Sylvain Waserman (born 8 December 1967) is a French politician of La République En Marche! (LREM) who served as a member of the French National Assembly from 2017 to 2022, representing the department of Bas-Rhin's 2nd constituency.

==Political career==
In parliament, Waserman was a member of the Committee on Foreign Affairs from 2017 until 2018 before moving to the Committee on Legal Affairs. In this capacity, he notably served as rapporteur on a revision of the National Assembly's rules of procedure (2019) and revised rules on lobbying. He also serves as chairman of the French-Austrian Parliamentary Friendship Group and is a member of the French-Turkish Parliamentary Friendship Group.

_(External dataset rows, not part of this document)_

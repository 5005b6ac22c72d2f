//! # Ants UI
//!
//! Everything between the pads and the renderers:
//! - Card positions on the table
//! - Card slides as sprites
//! - Controller sampling with edge detection and a reset latch
//!
//! ## Architecture
//!
//! ```text
//! ┌────────────────────────────────────────────────────────┐
//! │                      UI PIPELINE                       │
//! ├────────────────────────────────────────────────────────┤
//! │  PadSource → InputState → HandCursor → HandAction      │
//! │                                             ↓          │
//! │  CardPosition → SlideAnimator → sprites → Vdp          │
//! └────────────────────────────────────────────────────────┘
//! ```

#![deny(missing_docs)]
#![deny(unsafe_code)]
#![deny(clippy::all)]
#![warn(clippy::pedantic)]
#![deny(clippy::perf)]

pub mod animation;
pub mod input;
pub mod layout;

pub use animation::{place_card_sprites, SlideAnimator};
pub use input::{Buttons, Controller, HandAction, HandCursor, InputState, PadSource, ScriptedPads};
pub use layout::{CardPosition, Point};
//! # Frame Synchronization
//!
//! ## The Problem
//!
//! ```text
//! Game logic:  writes patterns, tilemap entries and sprites at any time
//! Display:     may only observe them between frames (vertical blank)
//!
//! Writing straight to the screen: TEARING, half-updated cards
//! ```
//!
//! ## The Solution: Dirty Present
//!
//! ```text
//! During the frame:
//!   Writers touch the back buffer and mark regions dirty
//!
//! Vertical blank:
//!   PRESENT copies dirty regions to the front buffer
//!   Display reads the front buffer only
//! ```
//!
//! Only changed regions are copied, so the per-frame transfer can be measured
//! against the vertical-blank budget.

mod dirty;
mod double_buffer;
mod reset;

pub use dirty::{DirtyIter, DirtySet};
pub use double_buffer::{DirtySync, DoubleBuffer, FrontReader};
pub use reset::ResetLatch;
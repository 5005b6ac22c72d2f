//! # Asset Provider
//!
//! Read-only art tables consumed by id.
//!
//! ## Architecture
//!
//! ```text
//! ┌──────────────────────────────────────────────────────────┐
//! │                      ASSET PROVIDER                      │
//! ├──────────────────────────────────────────────────────────┤
//! │  PatternAsset  →  card faces, back, overlays, static set │
//! │  MapAsset      →  background, side panels, indicator     │
//! │  StructureAsset → fortification columns, barriers        │
//! └──────────────────────────────────────────────────────────┘
//! ```
//!
//! Static patterns live at [`STATIC_PATTERNS_START`] for the whole game. Map
//! entries reference them by physical index, so the same entry can go
//! straight into the tile map.

mod bank;
mod procedural;

pub use bank::{AssetBank, AssetParts};
pub use procedural::ProceduralArt;

use ants_shared::constants::{
    BACKGROUND_COLUMNS, BACKGROUND_ROWS, BACKGROUND_X_TILE, BACKGROUND_Y_TILE, STATIC_PATTERNS_START,
};
use ants_shared::{Card, CardType, Pattern, Player, TileEntry};

/// Fragments in one discard overlay band (the bottom two card rows).
pub const DISCARD_OVERLAY_FRAGMENTS: usize = 8;

/// Tiles in the active player indicator.
pub const INDICATOR_TILES: usize = 2;

/// Pattern tables addressable by id.
#[derive(Clone, Copy, Debug, PartialEq, Eq, Hash)]
pub enum PatternAsset {
    /// The 24 fragments of a card face.
    CardFace(Card),
    /// The 24 fragments of the card back.
    CardBack,
    /// Discard overlay for one card group.
    DiscardOverlay(CardType),
    /// Background, panel and indicator patterns, loaded once.
    Static,
}

/// Tile maps addressable by id.
#[derive(Clone, Copy, Debug, PartialEq, Eq, Hash)]
pub enum MapAsset {
    /// The playfield image, `BACKGROUND_COLUMNS × BACKGROUND_ROWS`.
    Background,
    /// A side panel, `PANEL_COLUMNS × PANEL_ROWS`.
    Panel(Player),
    /// The active player marker.
    Indicator,
}

/// Structure art addressable by id.
#[derive(Clone, Copy, Debug, PartialEq, Eq, Hash)]
pub enum StructureAsset {
    /// One column of a player's fortification.
    Fortification {
        /// Owner.
        player: Player,
        /// Column, left to right.
        column: usize,
    },
    /// A player's barrier.
    Barrier(Player),
}

/// Source art for one structure column.
///
/// The peak is read from the bottom of the two stacked `peak` tiles, the body
/// repeats every 8 lines, and the footing sits under the body.
#[derive(Clone, Copy, Debug, PartialEq, Eq)]
pub struct StructureArt {
    /// Two stacked tiles holding the peak in their bottom lines.
    pub peak: [Pattern; 2],
    /// Repeating body tile. Must be fully opaque.
    pub body: Pattern,
    /// Lines drawn between the body and the ground.
    pub footing: Pattern,
}

/// Source of every read-only table the renderers need.
pub trait AssetProvider {
    /// Pattern table by id.
    fn patterns(&self, id: PatternAsset) -> &[Pattern];

    /// Tile map by id.
    fn map(&self, id: MapAsset) -> &[TileEntry];

    /// Structure art by id.
    fn structure(&self, id: StructureAsset) -> &StructureArt;

    /// Pattern loaded at a physical index of the static region, blank for
    /// anything else.
    fn static_pattern(&self, index: u16) -> Pattern {
        index
            .checked_sub(STATIC_PATTERNS_START)
            .and_then(|i| self.patterns(PatternAsset::Static).get(i as usize))
            .copied()
            .unwrap_or(Pattern::BLANK)
    }

    /// Background map entry at a screen tile, blank outside the playfield.
    fn background_entry(&self, x: usize, y: usize) -> TileEntry {
        let (Some(bx), Some(by)) = (x.checked_sub(BACKGROUND_X_TILE), y.checked_sub(BACKGROUND_Y_TILE))
        else {
            return TileEntry::BLANK;
        };
        if bx >= BACKGROUND_COLUMNS || by >= BACKGROUND_ROWS {
            return TileEntry::BLANK;
        }
        self.map(MapAsset::Background)
            .get(by * BACKGROUND_COLUMNS + bx)
            .copied()
            .unwrap_or(TileEntry::BLANK)
    }

    /// Background pattern shown at a screen tile.
    fn background_pattern(&self, x: usize, y: usize) -> Pattern {
        self.static_pattern(self.background_entry(x, y).pattern())
    }
}
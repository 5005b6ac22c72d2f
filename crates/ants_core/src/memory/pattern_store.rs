//! # Pattern Store
//!
//! Fixed set of slot ranges, each remembering which content key was last
//! uploaded into it.
//!
//! ## Performance
//!
//! - Hit: O(1), no transfer
//! - Miss: one upload callback covering the whole range
//!
//! The store never touches pattern memory itself. The caller passes an upload
//! closure that performs the transfer; the store only records the resident key
//! once the closure has returned.

use crate::memory::slot::SlotRange;

/// One slot range and the content key resident in it.
#[derive(Clone, Copy, Debug, PartialEq, Eq)]
pub struct CacheEntry<K> {
    /// Physical patterns owned by this entry.
    pub range: SlotRange,
    /// Content currently uploaded, `None` before the first upload.
    pub resident: Option<K>,
}

/// Outcome of [`PatternStore::ensure_resident`].
#[derive(Clone, Copy, Debug, PartialEq, Eq)]
pub enum Residency<K> {
    /// The key was already resident. Nothing was uploaded.
    Hit,
    /// The key was uploaded, replacing `evicted`.
    Uploaded {
        /// Key that occupied the range before.
        evicted: Option<K>,
    },
}

impl<K> Residency<K> {
    /// Returns true if an upload happened.
    #[inline]
    #[must_use]
    pub const fn uploaded(&self) -> bool {
        matches!(self, Self::Uploaded { .. })
    }
}

/// Hit/upload counters.
#[derive(Clone, Copy, Debug, Default, PartialEq, Eq)]
pub struct StoreStats {
    /// Requests satisfied without an upload.
    pub hits: u64,
    /// Uploads performed.
    pub uploads: u64,
    /// Uploads that replaced an existing key.
    pub evictions: u64,
}

impl StoreStats {
    /// Hit ratio (0.0 to 1.0).
    #[inline]
    #[must_use]
    #[allow(clippy::cast_precision_loss)]
    pub fn hit_ratio(&self) -> f32 {
        let total = self.hits + self.uploads;
        if total == 0 {
            0.0
        } else {
            self.hits as f32 / total as f32
        }
    }
}

/// `N` slot ranges with resident-key tracking.
///
/// ## Usage
///
/// ```rust,ignore
/// let mut store: PatternStore<CardFace, 10> = PatternStore::new(ranges);
///
/// let residency = store.ensure_resident(slot, face, |range| {
///     vdp.upload_patterns(range.base(), &patterns);
/// });
/// ```
#[derive(Debug)]
pub struct PatternStore<K, const N: usize> {
    entries: [CacheEntry<K>; N],
    stats: StoreStats,
}

impl<K: Copy + Eq, const N: usize> PatternStore<K, N> {
    /// Creates a store over the given ranges. Every entry starts empty.
    ///
    /// # Panics
    ///
    /// Panics if any two ranges overlap.
    #[must_use]
    pub fn new(ranges: [SlotRange; N]) -> Self {
        for (i, a) in ranges.iter().enumerate() {
            for b in &ranges[i + 1..] {
                assert!(!a.overlaps(*b), "slot ranges {a:?} and {b:?} overlap");
            }
        }
        Self {
            entries: ranges.map(|range| CacheEntry {
                range,
                resident: None,
            }),
            stats: StoreStats::default(),
        }
    }

    /// Number of entries.
    #[inline]
    #[must_use]
    pub const fn len(&self) -> usize {
        N
    }

    /// Returns true if the store has no entries.
    #[inline]
    #[must_use]
    pub const fn is_empty(&self) -> bool {
        N == 0
    }

    /// Makes `key` resident in entry `slot`, calling `upload` on a miss.
    ///
    /// # Panics
    ///
    /// Panics if `slot >= N`.
    pub fn ensure_resident<F>(&mut self, slot: usize, key: K, upload: F) -> Residency<K>
    where
        F: FnOnce(SlotRange),
    {
        let entry = &mut self.entries[slot];
        if entry.resident == Some(key) {
            self.stats.hits += 1;
            return Residency::Hit;
        }

        upload(entry.range);

        let evicted = entry.resident.replace(key);
        self.stats.uploads += 1;
        if evicted.is_some() {
            self.stats.evictions += 1;
        }
        Residency::Uploaded { evicted }
    }

    /// Key resident in entry `slot`.
    #[inline]
    #[must_use]
    pub fn resident(&self, slot: usize) -> Option<K> {
        self.entries.get(slot).and_then(|e| e.resident)
    }

    /// Range owned by entry `slot`.
    ///
    /// # Panics
    ///
    /// Panics if `slot >= N`.
    #[inline]
    #[must_use]
    pub fn range(&self, slot: usize) -> SlotRange {
        self.entries[slot].range
    }

    /// First entry holding `key`.
    #[must_use]
    pub fn find(&self, key: K) -> Option<usize> {
        self.entries.iter().position(|e| e.resident == Some(key))
    }

    /// Forgets what entry `slot` holds, forcing the next request to upload.
    pub fn invalidate(&mut self, slot: usize) {
        if let Some(entry) = self.entries.get_mut(slot) {
            entry.resident = None;
        }
    }

    /// Forgets every entry.
    pub fn reset(&mut self) {
        for entry in &mut self.entries {
            entry.resident = None;
        }
    }

    /// All entries in slot order.
    #[inline]
    #[must_use]
    pub fn entries(&self) -> &[CacheEntry<K>; N] {
        &self.entries
    }

    /// Counters since construction.
    #[inline]
    #[must_use]
    pub fn stats(&self) -> StoreStats {
        self.stats
    }
}
//! # Pattern Store Benchmark
//!
//! Measures residency lookups for a full hand of cards and the dirty-set
//! iteration that drives every present.

#![allow(missing_docs)]

use ants_core::{DirtySet, PatternStore, SlotRange};
use criterion::{black_box, criterion_group, criterion_main, BenchmarkId, Criterion};

fn hand_store() -> PatternStore<u8, 9> {
    let mut ranges = [SlotRange::new(0, 0); 9];
    for (i, range) in ranges.iter_mut().enumerate() {
        *range = SlotRange::new(49 + i as u16 * 24, 24);
    }
    PatternStore::new(ranges)
}

fn bench_residency(c: &mut Criterion) {
    let mut group = c.benchmark_group("pattern_store");

    group.bench_function("hit", |b| {
        let mut store = hand_store();
        for slot in 0..9 {
            store.ensure_resident(slot, slot as u8, |_| {});
        }
        b.iter(|| {
            for slot in 0..9 {
                black_box(store.ensure_resident(slot, black_box(slot as u8), |_| {}));
            }
        });
    });

    group.bench_function("miss", |b| {
        let mut store = hand_store();
        let mut key = 0u8;
        b.iter(|| {
            key = key.wrapping_add(1);
            for slot in 0..9 {
                black_box(store.ensure_resident(slot, key, |range| {
                    black_box(range);
                }));
            }
        });
    });

    group.finish();
}

fn bench_dirty_iter(c: &mut Criterion) {
    let mut group = c.benchmark_group("dirty_set_iter");

    for dirty in [8usize, 64, 448] {
        let mut set = DirtySet::<7>::new();
        for i in (0..448).step_by(448 / dirty) {
            set.mark(i);
        }
        group.bench_with_input(BenchmarkId::from_parameter(dirty), &set, |b, set| {
            b.iter(|| black_box(set.iter().sum::<usize>()));
        });
    }

    group.finish();
}

criterion_group!(benches, bench_residency, bench_dirty_iter);
criterion_main!(benches);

In addition to his role in parliament, Waserman served as member of the French delegation to the Parliamentary Assembly of the Council of Europe since 2017. He is part of the Alliance of Liberals and Democrats for Europe group and serves on the Committee on Legal Affairs and Human Rights as well as on the Sub-Committee on the implementation of judgments of the European Court of Human Rights. Since 2019, he has been the Assembly's rapporteur on the protection of whistleblowers.

He lost his seat in the 2022 French legislative election to Emmanuel Fernandes from La France Insoumise.

==Political positions==
In July 2019, Waserman voted in favor of the French ratification of the European Union’s Comprehensive Economic and Trade Agreement (CETA) with Canada.